Strong feet work best
When we think about having strong feet we actually mean strengthening the muscles in the feet and ankles. The muscles in your feet are what hold up your arches. Fallen arches not only impact balance and mobility, they can also contribute to foot, knee and low back pain. Strong, mobile ankles will make it easier to walk and balance. You need strong mobile feet and ankles to get up and down from chairs, beds and even off the floor or ground.
Feet and ankle strengthening exercises can be done seated in a chair or from standing. If you are standing, make sure you hold onto a chair, table or countertop to help maintain balance and avoid falls.
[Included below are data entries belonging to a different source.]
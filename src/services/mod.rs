//! Service layer
//!
//! - `evaluator`: pure convergence decision over the latest metrics
//! - `chain_supervisor`: the poll/sleep/evaluate control loop over a set of chains

pub mod chain_supervisor;
pub mod evaluator;

pub use chain_supervisor::{CancelHandle, ChainSupervisor, RunOutcome, SupervisorState};
pub use evaluator::evaluate;
use serde::{Deserialize, Serialize};
use thiserror::Error;

use super::chain::ChainId;

/// Outcome of one evaluation.
///
/// `Converged`, `CeilingReached` and `Failed` end the run; `Continue` and
/// `BelowFloor` send the supervisor back to sleep.
#[derive(Debug, Clone, PartialEq, Eq, Serialize, Deserialize)]
#[serde(tag = "verdict", content = "reason", rename_all = "snake_case")]
pub enum Verdict {
    Continue,
    Converged,
    CeilingReached,
    BelowFloor,
    Failed(FailureReason),
}

impl Verdict {
    pub const fn is_terminal(&self) -> bool {
        matches!(
            self,
            Self::Converged | Self::CeilingReached | Self::Failed(_)
        )
    }

    pub const fn label(&self) -> &'static str {
        match self {
            Self::Continue => "continue",
            Self::Converged => "converged",
            Self::CeilingReached => "ceiling_reached",
            Self::BelowFloor => "below_floor",
            Self::Failed(_) => "failed",
        }
    }
}

/// Structured reason attached to a failed run
#[derive(Debug, Clone, PartialEq, Eq, Serialize, Deserialize, Error)]
#[serde(tag = "kind", rename_all = "snake_case")]
pub enum FailureReason {
    #[error("{chain} failed to start: {message}")]
    SpawnError { chain: ChainId, message: String },

    #[error("{chain} exited unexpectedly with code {code}")]
    UnexpectedExit { chain: ChainId, code: i32 },

    #[error("diagnostics tool unavailable: {message}")]
    DiagnosticsToolUnavailable { message: String },

    #[error("diagnostics failed in {attempts} consecutive cycles: {last_error}")]
    DiagnosticsExhausted { attempts: u32, last_error: String },

    #[error("cancelled by {signal}")]
    Cancelled { signal: String },

    #[error("invalid configuration: {message}")]
    Config { message: String },
}

impl FailureReason {
    /// Machine-readable failure code
    pub const fn code(&self) -> &'static str {
        match self {
            Self::SpawnError { .. } => "spawn_error",
            Self::UnexpectedExit { .. } => "unexpected_exit",
            Self::DiagnosticsToolUnavailable { .. } => "diagnostics_tool_unavailable",
            Self::DiagnosticsExhausted { .. } => "diagnostics_exhausted",
            Self::Cancelled { .. } => "cancelled",
            Self::Config { .. } => "config_error",
        }
    }
}
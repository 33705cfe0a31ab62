//! Domain layer for the Phylobayes chain governor
//!
//! This module contains the run configuration, chain lifecycle and verdict
//! models, the error taxonomy and the port traits that infrastructure
//! adapters implement.

pub mod errors;
pub mod models;
pub mod ports;

// Re-export error types for convenient access
pub use errors::{ConfigError, DiagnosticsError, ProcessError};
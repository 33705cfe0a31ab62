//! Per-cycle JSON status document next to the chain outputs.

use std::path::{Path, PathBuf};

use async_trait::async_trait;
use tracing::{debug, warn};

use crate::domain::models::chain::with_suffix;
use crate::domain::ports::{StatusReport, StatusSink};

/// Writes every report to `<base>.governor.json`, replacing the previous one.
///
/// The document is written to a temporary sibling and renamed into place so
/// readers never see a partial file.
pub struct JsonStatusFile {
    path: PathBuf,
}

impl JsonStatusFile {
    pub fn new(output_base: &Path) -> Self {
        Self {
            path: with_suffix(output_base, ".governor.json"),
        }
    }

    pub fn path(&self) -> &Path {
        &self.path
    }

    async fn write(&self, report: &StatusReport) -> std::io::Result<()> {
        let json = serde_json::to_vec_pretty(report)?;
        let tmp = with_suffix(&self.path, ".tmp");
        tokio::fs::write(&tmp, json).await?;
        tokio::fs::rename(&tmp, &self.path).await
    }
}

#[async_trait]
impl StatusSink for JsonStatusFile {
    async fn publish(&self, report: &StatusReport) {
        match self.write(report).await {
            Ok(()) => debug!(path = %self.path.display(), cycle = report.cycle, "Status written"),
            Err(err) => warn!(path = %self.path.display(), error = %err, "Failed to write status"),
        }
    }
}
- While seated place a small wash cloth or towel under your foot and try to scrunch it up and place it down with your arches and toes. Then hold the towel in your toes and tap your foot.
- While seated tap your feet as though keeping time with music – or better yet put on some music and keep the beat! Combine this with rhythmic heel lifts. Alternate 20 toe taps with 20 heel lifts.
- While standing and being sure to hold on to a chair, table or counter do heel raises on two feet with straight knees. Then add a knee bend before the heel lift.
- Practice balancing on one leg being sure to hold on to a chair, table or counter. Turn your head to look right and then left.
- Wear toe separators while you are relaxing at home to keep the toes stretched. You can purchase inexpensive toe separators at the drug store or use the same type your manicurist uses.
Your feet are the foundation of your body.
The foundation of your house affects the integrity of the entire structure. A foundation that is cracked or sinking cannot adequately support the house and eventually walls, floors and window wells become unstable and start to shift. The same can be said for your feet. They are the foundation of your body’s strength and stability. The health and alignment of your feet can impact everything up the kinetic chain to your knees, hips, spine and posture. Stiff, inflexible feet and ankles contribute to hip discomfort and result in the knees having to bear much more weight than they should.
Like much of our thinking about health and activity, the reverse is often true. We don’t stop being active, walking, dancing, moving around because our feet get sore. Our feet get sore because we stop being active.
Foot strength, mobility and proprioception can be improved regardless of your age or level of fitness. As soon as those feet are happy, agile and strong, your level of fitness will increase. And with that you get increased health benefits that will greatly improve your quality of life.